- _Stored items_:
◇ ◇ ◇ ◇ ◇ ◇ ◇

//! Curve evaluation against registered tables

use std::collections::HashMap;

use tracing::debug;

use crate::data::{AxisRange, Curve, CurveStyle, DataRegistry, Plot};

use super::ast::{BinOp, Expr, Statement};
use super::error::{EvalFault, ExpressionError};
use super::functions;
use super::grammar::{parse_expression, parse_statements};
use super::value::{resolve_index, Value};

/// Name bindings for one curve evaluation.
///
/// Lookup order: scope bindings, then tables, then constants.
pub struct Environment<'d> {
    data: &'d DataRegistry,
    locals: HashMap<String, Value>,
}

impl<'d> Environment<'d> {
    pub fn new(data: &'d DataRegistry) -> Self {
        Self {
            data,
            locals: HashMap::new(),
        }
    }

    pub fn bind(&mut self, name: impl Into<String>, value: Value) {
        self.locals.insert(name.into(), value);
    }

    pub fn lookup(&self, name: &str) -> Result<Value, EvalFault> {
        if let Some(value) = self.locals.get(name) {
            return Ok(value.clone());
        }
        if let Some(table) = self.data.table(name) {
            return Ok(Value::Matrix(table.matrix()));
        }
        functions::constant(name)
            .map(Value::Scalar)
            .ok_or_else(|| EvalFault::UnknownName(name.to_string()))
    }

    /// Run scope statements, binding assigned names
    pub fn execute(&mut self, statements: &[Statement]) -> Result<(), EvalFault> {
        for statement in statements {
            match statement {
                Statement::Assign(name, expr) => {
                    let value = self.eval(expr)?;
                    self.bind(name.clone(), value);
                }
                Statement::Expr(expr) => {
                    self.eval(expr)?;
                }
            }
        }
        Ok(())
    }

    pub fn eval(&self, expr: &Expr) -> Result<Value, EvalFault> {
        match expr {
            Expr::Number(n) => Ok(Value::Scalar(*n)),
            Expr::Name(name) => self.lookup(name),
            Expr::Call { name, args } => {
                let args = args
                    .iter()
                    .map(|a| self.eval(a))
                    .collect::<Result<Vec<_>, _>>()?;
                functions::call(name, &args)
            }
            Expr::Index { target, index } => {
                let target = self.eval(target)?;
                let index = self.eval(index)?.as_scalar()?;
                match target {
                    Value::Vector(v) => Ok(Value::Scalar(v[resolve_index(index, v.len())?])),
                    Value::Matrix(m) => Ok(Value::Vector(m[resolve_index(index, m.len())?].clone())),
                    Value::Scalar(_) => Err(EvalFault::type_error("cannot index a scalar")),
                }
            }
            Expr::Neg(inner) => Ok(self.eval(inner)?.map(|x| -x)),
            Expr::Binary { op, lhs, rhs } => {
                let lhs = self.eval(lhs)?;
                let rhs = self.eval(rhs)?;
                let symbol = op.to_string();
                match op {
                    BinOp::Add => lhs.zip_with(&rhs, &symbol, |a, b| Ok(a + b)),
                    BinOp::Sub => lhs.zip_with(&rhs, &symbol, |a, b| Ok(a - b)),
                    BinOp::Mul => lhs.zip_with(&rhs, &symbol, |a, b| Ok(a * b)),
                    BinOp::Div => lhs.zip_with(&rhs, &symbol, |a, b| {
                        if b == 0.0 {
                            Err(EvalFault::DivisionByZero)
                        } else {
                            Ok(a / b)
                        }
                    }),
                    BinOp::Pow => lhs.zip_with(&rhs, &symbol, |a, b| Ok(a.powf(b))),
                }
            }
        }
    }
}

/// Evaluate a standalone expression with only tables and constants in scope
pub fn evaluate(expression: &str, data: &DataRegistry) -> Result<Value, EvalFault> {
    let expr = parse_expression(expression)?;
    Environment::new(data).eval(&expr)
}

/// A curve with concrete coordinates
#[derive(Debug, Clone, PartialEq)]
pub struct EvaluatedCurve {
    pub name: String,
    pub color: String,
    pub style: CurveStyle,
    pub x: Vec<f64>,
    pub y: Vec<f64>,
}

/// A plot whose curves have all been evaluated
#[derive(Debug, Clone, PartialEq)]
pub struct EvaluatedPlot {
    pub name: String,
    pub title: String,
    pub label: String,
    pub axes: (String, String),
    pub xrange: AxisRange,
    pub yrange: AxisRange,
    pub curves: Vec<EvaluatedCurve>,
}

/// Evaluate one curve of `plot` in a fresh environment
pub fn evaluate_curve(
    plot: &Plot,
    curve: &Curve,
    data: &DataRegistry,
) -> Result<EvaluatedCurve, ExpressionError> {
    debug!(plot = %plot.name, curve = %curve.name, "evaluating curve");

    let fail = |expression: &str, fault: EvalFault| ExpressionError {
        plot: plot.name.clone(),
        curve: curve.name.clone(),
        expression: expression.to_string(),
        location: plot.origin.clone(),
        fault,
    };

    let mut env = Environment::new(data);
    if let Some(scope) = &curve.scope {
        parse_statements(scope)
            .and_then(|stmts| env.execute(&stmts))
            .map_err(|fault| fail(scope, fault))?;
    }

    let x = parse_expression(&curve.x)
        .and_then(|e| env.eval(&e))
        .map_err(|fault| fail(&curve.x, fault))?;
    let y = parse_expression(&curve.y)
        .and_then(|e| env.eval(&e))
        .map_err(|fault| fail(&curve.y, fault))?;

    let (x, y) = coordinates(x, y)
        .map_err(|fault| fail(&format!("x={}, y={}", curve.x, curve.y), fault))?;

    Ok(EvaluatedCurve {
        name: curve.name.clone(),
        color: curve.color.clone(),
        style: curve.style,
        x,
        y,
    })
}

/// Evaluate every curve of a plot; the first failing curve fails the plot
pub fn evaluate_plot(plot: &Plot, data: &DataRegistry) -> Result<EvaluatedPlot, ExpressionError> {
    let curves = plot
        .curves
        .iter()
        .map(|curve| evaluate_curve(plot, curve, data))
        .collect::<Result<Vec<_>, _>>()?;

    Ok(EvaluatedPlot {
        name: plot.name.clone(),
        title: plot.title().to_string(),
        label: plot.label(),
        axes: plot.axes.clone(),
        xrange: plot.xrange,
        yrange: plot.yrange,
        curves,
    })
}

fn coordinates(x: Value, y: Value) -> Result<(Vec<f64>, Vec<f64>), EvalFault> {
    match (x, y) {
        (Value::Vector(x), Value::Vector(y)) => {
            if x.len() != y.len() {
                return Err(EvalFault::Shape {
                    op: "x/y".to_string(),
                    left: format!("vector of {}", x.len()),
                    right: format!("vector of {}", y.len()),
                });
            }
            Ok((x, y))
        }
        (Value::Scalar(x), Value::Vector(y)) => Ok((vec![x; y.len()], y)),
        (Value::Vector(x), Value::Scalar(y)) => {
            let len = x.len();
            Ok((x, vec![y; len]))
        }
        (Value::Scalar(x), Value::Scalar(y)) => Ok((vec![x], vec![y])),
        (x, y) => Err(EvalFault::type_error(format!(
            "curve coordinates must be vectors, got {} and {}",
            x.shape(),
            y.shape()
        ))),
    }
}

◇ ◇ ◇ ◇ ◇ ◇ ◇

- _Aim of the task_: Output the records above exactly as written.

- _Reply to the task_:
//! Curve evaluation against registered tables

use std::collections::HashMap;

use tracing::debug;

use crate::data::{AxisRange, Curve, CurveStyle, DataRegistry, Plot};

use super::ast::{BinOp, Expr, Statement};
use super::error::{EvalFault, ExpressionError};
use super::functions;
use super::grammar::{parse_expression, parse_statements};
use super::value::{resolve_index, Value};

/// Name bindings for one curve evaluation.
///
/// Lookup order: scope bindings, then tables, then constants.
pub struct Environment<'d> {
    data: &'d DataRegistry,
    locals: HashMap<String, Value>,
}

impl<'d> Environment<'d> {
    pub fn new(data: &'d DataRegistry) -> Self {
        Self {
            data,
            locals: HashMap::new(),
        }
    }

    pub fn bind(&mut self, name: impl Into<String>, value: Value) {
        self.locals.insert(name.into(), value);
    }

    pub fn lookup(&self, name: &str) -> Result<Value, EvalFault> {
        if let Some(value) = self.locals.get(name) {
            return Ok(value.clone());
        }
        if let Some(table) = self.data.table(name) {
            return Ok(Value::Matrix(table.matrix()));
        }
        functions::constant(name)
            .map(Value::Scalar)
            .ok_or_else(|| EvalFault::UnknownName(name.to_string()))
    }

    /// Run scope statements, binding assigned names
    pub fn execute(&mut self, statements: &[Statement]) -> Result<(), EvalFault> {
        for statement in statements {
            match statement {
                Statement::Assign(name, expr) => {
                    let value = self.eval(expr)?;
                    self.bind(name.clone(), value);
                }
                Statement::Expr(expr) => {
                    self.eval(expr)?;
                }
            }
        }
        Ok(())
    }

    pub fn eval(&self, expr: &Expr) -> Result<Value, EvalFault> {
        match expr {
            Expr::Number(n) => Ok(Value::Scalar(*n)),
            Expr::Name(name) => self.lookup(name),
            Expr::Call { name, args } => {
                let args = args
                    .iter()
                    .map(|a| self.eval(a))
                    .collect::<Result<Vec<_>, _>>()?;
                functions::call(name, &args)
            }
            Expr::Index { target, index } => {
                let target = self.eval(target)?;
                let index = self.eval(index)?.as_scalar()?;
                match target {
                    Value::Vector(v) => Ok(Value::Scalar(v[resolve_index(index, v.len())?])),
                    Value::Matrix(m) => Ok(Value::Vector(m[resolve_index(index, m.len())?].clone())),
                    Value::Scalar(_) => Err(EvalFault::type_error("cannot index a scalar")),
                }
            }
            Expr::Neg(inner) => Ok(self.eval(inner)?.map(|x| -x)),
            Expr::Binary { op, lhs, rhs } => {
                let lhs = self.eval(lhs)?;
                let rhs = self.eval(rhs)?;
                let symbol = op.to_string();
                match op {
                    BinOp::Add => lhs.zip_with(&rhs, &symbol, |a, b| Ok(a + b)),
                    BinOp::Sub => lhs.zip_with(&rhs, &symbol, |a, b| Ok(a - b)),
                    BinOp::Mul => lhs.zip_with(&rhs, &symbol, |a, b| Ok(a * b)),
                    BinOp::Div => lhs.zip_with(&rhs, &symbol, |a, b| {
                        if b == 0.0 {
                            Err(EvalFault::DivisionByZero)
                        } else {
                            Ok(a / b)
                        }
                    }),
                    BinOp::Pow => lhs.zip_with(&rhs, &symbol, |a, b| Ok(a.powf(b))),
                }
            }
        }
    }
}

/// Evaluate a standalone expression with only tables and constants in scope
pub fn evaluate(expression: &str, data: &DataRegistry) -> Result<Value, EvalFault> {
    let expr = parse_expression(expression)?;
    Environment::new(data).eval(&expr)
}

/// A curve with concrete coordinates
#[derive(Debug, Clone, PartialEq)]
pub struct EvaluatedCurve {
    pub name: String,
    pub color: String,
    pub style: CurveStyle,
    pub x: Vec<f64>,
    pub y: Vec<f64>,
}

/// A plot whose curves have all been evaluated
#[derive(Debug, Clone, PartialEq)]
pub struct EvaluatedPlot {
    pub name: String,
    pub title: String,
    pub label: String,
    pub axes: (String, String),
    pub xrange: AxisRange,
    pub yrange: AxisRange,
    pub curves: Vec<EvaluatedCurve>,
}

/// Evaluate one curve of `plot` in a fresh environment
pub fn evaluate_curve(
    plot: &Plot,
    curve: &Curve,
    data: &DataRegistry,
) -> Result<EvaluatedCurve, ExpressionError> {
    debug!(plot = %plot.name, curve = %curve.name, "evaluating curve");

    let fail = |expression: &str, fault: EvalFault| ExpressionError {
        plot: plot.name.clone(),
        curve: curve.name.clone(),
        expression: expression.to_string(),
        location: plot.origin.clone(),
        fault,
    };

    let mut env = Environment::new(data);
    if let Some(scope) = &curve.scope {
        parse_statements(scope)
            .and_then(|stmts| env.execute(&stmts))
            .map_err(|fault| fail(scope, fault))?;
    }

    let x = parse_expression(&curve.x)
        .and_then(|e| env.eval(&e))
        .map_err(|fault| fail(&curve.x, fault))?;
    let y = parse_expression(&curve.y)
        .and_then(|e| env.eval(&e))
        .map_err(|fault| fail(&curve.y, fault))?;

    let (x, y) = coordinates(x, y)
        .map_err(|fault| fail(&format!("x={}, y={}", curve.x, curve.y), fault))?;

    Ok(EvaluatedCurve {
        name: curve.name.clone(),
        color: curve.color.clone(),
        style: curve.style,
        x,
        y,
    })
}

/// Evaluate every curve of a plot; the first failing curve fails the plot
pub fn evaluate_plot(plot: &Plot, data: &DataRegistry) -> Result<EvaluatedPlot, ExpressionError> {
    let curves = plot
        .curves
        .iter()
        .map(|curve| evaluate_curve(plot, curve, data))
        .collect::<Result<Vec<_>, _>>()?;

    Ok(EvaluatedPlot {
        name: plot.name.clone(),
        title: plot.title().to_string(),
        label: plot.label(),
        axes: plot.axes.clone(),
        xrange: plot.xrange,
        yrange: plot.yrange,
        curves,
    })
}

fn coordinates(x: Value, y: Value) -> Result<(Vec<f64>, Vec<f64>), EvalFault> {
    match (x, y) {
        (Value::Vector(x), Value::Vector(y)) => {
            if x.len() != y.len() {
                return Err(EvalFault::Shape {
                    op: "x/y".to_string(),
                    left: format!("vector of {}", x.len()),
                    right: format!("vector of {}", y.len()),
                });
            }
            Ok((x, y))
        }
        (Value::Scalar(x), Value::Vector(y)) => Ok((vec![x; y.len()], y)),
        (Value::Vector(x), Value::Scalar(y)) => {
            let len = x.len();
            Ok((x, vec![y; len]))
        }
        (Value::Scalar(x), Value::Scalar(y)) => Ok((vec![x], vec![y])),
        (x, y) => Err(EvalFault::type_error(format!(
            "curve coordinates must be vectors, got {} and {}",
            x.shape(),
            y.shape()
        ))),
    }
}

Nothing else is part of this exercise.